[Work instructions]
Copy every line in the records below that contains the word "centered".

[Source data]
▼

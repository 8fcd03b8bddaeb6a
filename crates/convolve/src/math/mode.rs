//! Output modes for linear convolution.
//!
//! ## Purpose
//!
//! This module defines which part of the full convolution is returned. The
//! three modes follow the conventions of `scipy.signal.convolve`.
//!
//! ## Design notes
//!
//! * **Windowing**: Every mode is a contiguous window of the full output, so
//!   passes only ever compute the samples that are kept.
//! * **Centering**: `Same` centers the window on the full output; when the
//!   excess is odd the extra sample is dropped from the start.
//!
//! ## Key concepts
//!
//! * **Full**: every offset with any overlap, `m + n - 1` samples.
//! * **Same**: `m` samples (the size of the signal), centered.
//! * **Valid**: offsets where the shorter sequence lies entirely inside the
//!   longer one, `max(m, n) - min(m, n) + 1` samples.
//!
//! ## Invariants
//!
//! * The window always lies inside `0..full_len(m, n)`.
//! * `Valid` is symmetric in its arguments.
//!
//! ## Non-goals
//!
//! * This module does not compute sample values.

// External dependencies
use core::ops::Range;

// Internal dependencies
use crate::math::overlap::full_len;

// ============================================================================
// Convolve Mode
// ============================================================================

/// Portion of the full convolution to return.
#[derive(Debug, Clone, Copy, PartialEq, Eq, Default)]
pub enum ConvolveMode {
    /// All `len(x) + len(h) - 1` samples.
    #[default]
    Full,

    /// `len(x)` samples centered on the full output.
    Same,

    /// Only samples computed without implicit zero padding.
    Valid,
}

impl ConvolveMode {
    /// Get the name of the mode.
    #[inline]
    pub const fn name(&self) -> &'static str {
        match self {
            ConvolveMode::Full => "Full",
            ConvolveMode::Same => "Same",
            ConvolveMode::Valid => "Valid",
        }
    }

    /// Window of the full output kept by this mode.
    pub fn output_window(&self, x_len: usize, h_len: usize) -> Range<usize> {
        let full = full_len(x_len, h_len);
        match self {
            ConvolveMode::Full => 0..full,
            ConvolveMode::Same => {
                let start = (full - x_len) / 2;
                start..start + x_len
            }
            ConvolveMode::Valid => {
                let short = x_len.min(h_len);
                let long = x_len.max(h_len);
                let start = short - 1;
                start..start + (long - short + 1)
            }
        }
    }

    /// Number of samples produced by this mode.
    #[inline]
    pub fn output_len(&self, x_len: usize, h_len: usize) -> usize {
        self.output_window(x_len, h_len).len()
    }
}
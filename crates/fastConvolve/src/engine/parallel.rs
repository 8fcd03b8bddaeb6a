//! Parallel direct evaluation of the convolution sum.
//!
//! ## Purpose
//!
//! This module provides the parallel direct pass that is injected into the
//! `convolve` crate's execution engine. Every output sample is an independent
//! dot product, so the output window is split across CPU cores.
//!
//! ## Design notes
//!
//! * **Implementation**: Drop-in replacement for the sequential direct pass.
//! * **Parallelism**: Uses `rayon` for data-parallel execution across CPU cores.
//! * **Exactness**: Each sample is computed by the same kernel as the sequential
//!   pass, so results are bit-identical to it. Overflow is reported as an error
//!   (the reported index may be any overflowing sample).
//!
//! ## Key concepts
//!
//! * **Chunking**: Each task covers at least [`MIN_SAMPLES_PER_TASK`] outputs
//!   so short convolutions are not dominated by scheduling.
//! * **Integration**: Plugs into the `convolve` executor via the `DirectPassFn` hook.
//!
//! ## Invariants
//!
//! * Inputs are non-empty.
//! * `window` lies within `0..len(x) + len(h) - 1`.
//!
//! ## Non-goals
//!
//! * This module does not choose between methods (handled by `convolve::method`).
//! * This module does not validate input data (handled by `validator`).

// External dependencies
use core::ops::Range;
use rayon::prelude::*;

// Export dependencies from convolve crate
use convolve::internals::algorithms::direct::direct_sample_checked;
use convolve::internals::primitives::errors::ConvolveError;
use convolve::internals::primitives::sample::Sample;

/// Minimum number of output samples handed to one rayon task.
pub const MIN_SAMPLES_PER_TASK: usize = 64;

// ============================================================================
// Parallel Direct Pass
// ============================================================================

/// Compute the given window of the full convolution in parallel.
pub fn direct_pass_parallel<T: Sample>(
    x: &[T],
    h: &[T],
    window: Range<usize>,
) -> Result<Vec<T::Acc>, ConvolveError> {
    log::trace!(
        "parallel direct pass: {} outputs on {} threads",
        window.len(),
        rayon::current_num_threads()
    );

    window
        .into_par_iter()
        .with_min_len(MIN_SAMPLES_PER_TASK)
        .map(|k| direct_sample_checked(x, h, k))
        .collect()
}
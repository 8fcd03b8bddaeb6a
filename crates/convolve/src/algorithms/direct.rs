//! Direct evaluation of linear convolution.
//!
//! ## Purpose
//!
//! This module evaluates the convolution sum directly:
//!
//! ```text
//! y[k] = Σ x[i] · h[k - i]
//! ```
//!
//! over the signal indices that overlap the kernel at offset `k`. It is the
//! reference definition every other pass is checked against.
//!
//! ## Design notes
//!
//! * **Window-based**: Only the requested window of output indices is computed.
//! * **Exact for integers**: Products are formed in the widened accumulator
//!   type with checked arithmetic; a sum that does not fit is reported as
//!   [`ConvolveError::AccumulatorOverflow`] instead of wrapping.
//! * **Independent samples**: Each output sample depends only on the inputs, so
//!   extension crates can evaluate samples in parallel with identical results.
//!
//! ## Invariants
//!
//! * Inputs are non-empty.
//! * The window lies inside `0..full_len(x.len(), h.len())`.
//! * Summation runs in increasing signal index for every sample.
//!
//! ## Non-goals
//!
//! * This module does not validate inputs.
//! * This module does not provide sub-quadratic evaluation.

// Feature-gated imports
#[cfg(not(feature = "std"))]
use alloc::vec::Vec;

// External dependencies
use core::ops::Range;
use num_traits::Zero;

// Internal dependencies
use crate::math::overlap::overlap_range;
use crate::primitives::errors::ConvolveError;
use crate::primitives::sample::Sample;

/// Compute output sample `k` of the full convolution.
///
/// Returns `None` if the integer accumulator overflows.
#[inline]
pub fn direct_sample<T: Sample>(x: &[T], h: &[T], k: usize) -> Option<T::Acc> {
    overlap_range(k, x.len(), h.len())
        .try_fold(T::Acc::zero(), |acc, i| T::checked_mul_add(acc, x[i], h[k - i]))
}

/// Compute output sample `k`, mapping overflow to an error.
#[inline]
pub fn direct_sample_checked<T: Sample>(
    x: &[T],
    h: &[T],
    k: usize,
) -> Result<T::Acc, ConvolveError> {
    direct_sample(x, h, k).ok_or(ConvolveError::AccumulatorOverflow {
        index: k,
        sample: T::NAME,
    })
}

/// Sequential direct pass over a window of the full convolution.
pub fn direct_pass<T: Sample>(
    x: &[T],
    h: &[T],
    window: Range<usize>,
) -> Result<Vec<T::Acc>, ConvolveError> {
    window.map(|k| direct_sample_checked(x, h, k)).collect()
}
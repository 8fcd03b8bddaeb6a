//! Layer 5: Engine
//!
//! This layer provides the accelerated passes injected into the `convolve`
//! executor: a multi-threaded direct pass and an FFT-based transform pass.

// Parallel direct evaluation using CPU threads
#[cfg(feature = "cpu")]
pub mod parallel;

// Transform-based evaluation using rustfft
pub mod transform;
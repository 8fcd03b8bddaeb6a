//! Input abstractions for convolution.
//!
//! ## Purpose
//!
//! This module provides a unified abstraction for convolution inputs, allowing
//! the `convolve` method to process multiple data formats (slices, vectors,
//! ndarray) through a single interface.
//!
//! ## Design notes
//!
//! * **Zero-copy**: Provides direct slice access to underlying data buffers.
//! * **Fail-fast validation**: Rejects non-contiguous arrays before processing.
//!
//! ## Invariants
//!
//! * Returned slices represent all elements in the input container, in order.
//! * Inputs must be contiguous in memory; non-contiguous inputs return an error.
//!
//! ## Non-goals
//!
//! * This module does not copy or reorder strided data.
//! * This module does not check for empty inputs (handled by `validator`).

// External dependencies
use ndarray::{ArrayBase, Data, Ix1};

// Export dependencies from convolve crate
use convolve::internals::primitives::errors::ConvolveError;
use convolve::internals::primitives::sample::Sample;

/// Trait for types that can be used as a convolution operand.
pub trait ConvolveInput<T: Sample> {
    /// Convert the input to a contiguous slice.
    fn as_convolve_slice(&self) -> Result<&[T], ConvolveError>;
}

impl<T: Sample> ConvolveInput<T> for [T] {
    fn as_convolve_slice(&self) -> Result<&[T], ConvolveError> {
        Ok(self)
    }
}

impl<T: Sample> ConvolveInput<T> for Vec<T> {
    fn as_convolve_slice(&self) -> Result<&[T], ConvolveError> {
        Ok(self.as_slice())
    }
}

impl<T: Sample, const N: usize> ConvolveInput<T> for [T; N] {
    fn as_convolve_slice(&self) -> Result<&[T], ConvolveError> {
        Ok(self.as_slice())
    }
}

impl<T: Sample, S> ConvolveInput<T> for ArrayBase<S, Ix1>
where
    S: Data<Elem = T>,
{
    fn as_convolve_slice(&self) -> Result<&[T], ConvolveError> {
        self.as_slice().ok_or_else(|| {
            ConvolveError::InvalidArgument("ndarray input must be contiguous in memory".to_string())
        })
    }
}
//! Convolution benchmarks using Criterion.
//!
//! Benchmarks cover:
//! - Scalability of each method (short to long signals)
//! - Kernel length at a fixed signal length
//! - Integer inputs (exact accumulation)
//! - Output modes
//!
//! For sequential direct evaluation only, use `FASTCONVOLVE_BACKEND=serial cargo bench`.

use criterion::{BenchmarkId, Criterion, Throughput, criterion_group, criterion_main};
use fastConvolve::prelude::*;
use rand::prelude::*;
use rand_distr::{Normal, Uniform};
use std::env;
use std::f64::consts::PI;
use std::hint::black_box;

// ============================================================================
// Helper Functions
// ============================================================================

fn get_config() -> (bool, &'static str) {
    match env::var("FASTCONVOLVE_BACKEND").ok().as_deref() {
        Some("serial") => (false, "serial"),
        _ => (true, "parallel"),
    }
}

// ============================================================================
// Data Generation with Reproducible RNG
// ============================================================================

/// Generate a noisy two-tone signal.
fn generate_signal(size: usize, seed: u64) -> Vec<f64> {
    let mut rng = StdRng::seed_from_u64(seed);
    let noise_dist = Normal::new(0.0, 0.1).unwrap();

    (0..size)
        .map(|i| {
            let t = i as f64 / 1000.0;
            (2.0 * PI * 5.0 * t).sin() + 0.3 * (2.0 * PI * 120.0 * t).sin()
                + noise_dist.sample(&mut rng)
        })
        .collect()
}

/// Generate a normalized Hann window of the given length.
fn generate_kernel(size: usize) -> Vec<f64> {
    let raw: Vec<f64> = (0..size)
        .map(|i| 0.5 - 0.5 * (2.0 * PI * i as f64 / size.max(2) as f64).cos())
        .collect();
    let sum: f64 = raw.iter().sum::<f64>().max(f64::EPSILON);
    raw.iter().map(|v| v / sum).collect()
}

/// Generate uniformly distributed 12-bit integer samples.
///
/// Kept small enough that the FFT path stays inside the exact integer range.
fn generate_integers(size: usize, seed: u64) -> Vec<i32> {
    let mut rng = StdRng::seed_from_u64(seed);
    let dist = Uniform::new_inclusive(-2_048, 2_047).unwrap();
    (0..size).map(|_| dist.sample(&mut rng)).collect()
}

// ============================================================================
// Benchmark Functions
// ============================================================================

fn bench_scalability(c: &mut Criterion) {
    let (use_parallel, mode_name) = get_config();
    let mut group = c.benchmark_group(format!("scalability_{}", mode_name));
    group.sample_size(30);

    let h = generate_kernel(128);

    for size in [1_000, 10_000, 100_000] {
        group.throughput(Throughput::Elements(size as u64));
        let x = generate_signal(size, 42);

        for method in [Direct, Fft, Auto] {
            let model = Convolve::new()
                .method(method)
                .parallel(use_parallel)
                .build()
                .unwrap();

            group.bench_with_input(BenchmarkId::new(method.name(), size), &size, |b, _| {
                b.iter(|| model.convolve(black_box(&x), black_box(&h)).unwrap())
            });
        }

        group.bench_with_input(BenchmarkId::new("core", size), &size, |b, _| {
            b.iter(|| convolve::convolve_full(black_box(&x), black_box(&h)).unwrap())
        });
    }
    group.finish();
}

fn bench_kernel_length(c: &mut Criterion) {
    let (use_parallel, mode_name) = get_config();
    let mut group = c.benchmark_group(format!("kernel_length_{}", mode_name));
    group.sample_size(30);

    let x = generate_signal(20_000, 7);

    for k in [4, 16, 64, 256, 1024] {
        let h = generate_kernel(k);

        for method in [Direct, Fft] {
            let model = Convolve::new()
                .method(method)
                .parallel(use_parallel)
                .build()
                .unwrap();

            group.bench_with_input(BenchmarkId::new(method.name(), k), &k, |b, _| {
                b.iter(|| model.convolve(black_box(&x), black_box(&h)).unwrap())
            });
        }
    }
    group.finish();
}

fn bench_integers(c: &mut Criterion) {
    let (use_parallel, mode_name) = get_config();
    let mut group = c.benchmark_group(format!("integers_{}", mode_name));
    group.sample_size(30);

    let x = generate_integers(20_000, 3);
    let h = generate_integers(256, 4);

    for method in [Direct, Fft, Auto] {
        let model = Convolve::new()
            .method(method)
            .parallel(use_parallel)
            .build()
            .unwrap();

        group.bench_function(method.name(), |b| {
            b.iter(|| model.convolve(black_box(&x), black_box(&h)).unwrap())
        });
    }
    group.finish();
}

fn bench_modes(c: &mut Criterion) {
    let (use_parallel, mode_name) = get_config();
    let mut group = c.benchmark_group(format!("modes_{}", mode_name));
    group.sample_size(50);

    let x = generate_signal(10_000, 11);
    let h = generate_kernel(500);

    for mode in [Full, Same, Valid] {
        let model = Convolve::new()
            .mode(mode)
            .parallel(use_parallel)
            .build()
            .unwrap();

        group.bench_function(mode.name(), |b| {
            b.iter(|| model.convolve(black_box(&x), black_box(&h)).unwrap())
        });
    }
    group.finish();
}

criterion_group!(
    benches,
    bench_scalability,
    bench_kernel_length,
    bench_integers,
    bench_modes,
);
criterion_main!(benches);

▲
▼

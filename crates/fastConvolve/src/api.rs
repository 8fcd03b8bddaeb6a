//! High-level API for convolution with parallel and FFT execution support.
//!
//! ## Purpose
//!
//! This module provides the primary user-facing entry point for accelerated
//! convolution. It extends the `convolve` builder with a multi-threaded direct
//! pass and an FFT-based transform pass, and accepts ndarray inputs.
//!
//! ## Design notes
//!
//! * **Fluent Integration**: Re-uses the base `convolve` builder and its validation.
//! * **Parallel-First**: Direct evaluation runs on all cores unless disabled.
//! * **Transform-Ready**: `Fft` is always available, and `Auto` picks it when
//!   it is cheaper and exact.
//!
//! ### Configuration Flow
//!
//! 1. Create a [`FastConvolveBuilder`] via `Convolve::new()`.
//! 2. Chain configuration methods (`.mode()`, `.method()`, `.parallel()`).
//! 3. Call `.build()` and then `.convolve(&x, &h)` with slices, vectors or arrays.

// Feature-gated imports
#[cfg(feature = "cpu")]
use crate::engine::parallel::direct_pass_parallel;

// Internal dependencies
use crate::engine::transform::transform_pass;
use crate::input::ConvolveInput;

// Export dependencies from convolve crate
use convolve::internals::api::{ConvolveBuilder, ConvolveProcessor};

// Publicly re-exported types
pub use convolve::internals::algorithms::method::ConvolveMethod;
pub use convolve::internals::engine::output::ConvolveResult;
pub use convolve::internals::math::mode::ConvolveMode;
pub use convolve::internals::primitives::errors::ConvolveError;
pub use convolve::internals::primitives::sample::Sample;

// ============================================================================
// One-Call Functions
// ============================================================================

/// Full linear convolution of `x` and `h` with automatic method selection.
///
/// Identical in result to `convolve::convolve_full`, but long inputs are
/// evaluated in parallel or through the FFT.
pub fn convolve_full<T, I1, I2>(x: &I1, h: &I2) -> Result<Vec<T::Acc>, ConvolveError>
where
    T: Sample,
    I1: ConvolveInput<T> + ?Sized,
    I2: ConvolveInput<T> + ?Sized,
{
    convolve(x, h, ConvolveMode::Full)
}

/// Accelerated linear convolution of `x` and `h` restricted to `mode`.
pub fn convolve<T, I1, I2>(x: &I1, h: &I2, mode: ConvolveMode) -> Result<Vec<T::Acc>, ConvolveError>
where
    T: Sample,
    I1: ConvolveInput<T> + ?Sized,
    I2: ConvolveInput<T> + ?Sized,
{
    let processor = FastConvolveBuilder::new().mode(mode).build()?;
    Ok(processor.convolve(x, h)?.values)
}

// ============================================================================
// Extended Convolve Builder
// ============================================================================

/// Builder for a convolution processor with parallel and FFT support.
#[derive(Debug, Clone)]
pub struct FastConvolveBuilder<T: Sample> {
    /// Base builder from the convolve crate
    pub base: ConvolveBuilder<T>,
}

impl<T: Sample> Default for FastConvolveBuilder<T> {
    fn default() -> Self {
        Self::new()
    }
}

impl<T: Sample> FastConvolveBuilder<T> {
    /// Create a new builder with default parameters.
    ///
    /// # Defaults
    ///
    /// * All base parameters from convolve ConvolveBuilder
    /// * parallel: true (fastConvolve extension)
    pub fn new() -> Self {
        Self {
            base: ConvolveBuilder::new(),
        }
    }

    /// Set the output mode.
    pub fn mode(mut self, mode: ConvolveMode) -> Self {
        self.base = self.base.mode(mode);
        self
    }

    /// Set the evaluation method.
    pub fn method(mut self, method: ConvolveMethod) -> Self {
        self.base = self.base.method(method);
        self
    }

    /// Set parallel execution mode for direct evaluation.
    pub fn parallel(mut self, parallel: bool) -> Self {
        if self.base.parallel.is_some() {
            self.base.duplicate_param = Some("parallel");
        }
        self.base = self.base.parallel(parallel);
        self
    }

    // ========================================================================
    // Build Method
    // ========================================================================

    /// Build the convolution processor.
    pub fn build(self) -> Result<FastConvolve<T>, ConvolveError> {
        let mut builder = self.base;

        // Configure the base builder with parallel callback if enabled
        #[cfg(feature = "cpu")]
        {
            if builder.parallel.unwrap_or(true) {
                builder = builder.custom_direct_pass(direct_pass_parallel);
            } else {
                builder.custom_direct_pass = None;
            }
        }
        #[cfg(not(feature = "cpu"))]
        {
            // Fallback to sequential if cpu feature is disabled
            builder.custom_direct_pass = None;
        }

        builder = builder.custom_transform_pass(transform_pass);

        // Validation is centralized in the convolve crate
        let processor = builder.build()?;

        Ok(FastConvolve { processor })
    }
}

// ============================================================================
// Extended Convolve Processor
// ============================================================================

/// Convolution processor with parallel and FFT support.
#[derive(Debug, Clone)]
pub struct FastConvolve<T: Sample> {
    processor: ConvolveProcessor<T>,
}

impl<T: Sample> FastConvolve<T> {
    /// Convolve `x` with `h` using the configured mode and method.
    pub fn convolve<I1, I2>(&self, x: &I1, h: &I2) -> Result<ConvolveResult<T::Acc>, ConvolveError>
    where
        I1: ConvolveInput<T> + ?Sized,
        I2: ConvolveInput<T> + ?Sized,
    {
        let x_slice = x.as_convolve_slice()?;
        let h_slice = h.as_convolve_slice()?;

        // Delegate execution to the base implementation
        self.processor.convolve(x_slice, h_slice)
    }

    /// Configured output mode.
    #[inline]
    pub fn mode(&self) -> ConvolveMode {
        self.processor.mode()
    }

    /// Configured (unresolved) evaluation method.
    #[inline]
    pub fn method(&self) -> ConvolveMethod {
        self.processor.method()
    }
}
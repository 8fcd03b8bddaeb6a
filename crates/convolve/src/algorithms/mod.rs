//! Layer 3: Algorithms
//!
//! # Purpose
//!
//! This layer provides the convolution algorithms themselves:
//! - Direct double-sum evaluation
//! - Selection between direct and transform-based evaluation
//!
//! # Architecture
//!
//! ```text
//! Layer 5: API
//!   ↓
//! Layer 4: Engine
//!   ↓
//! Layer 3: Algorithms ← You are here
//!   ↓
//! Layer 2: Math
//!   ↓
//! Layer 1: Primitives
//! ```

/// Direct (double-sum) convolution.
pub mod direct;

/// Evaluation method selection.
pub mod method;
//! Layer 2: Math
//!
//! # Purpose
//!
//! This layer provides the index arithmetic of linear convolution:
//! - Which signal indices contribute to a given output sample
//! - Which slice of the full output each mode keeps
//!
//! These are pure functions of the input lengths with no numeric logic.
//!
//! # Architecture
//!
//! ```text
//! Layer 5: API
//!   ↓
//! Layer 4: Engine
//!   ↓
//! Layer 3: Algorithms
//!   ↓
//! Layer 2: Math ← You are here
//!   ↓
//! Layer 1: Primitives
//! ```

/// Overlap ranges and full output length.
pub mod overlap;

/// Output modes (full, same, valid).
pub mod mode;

▲

[Task answer]
//! * **Same**: `m` samples (the size of the signal), centered.
    /// `len(x)` samples centered on the full output.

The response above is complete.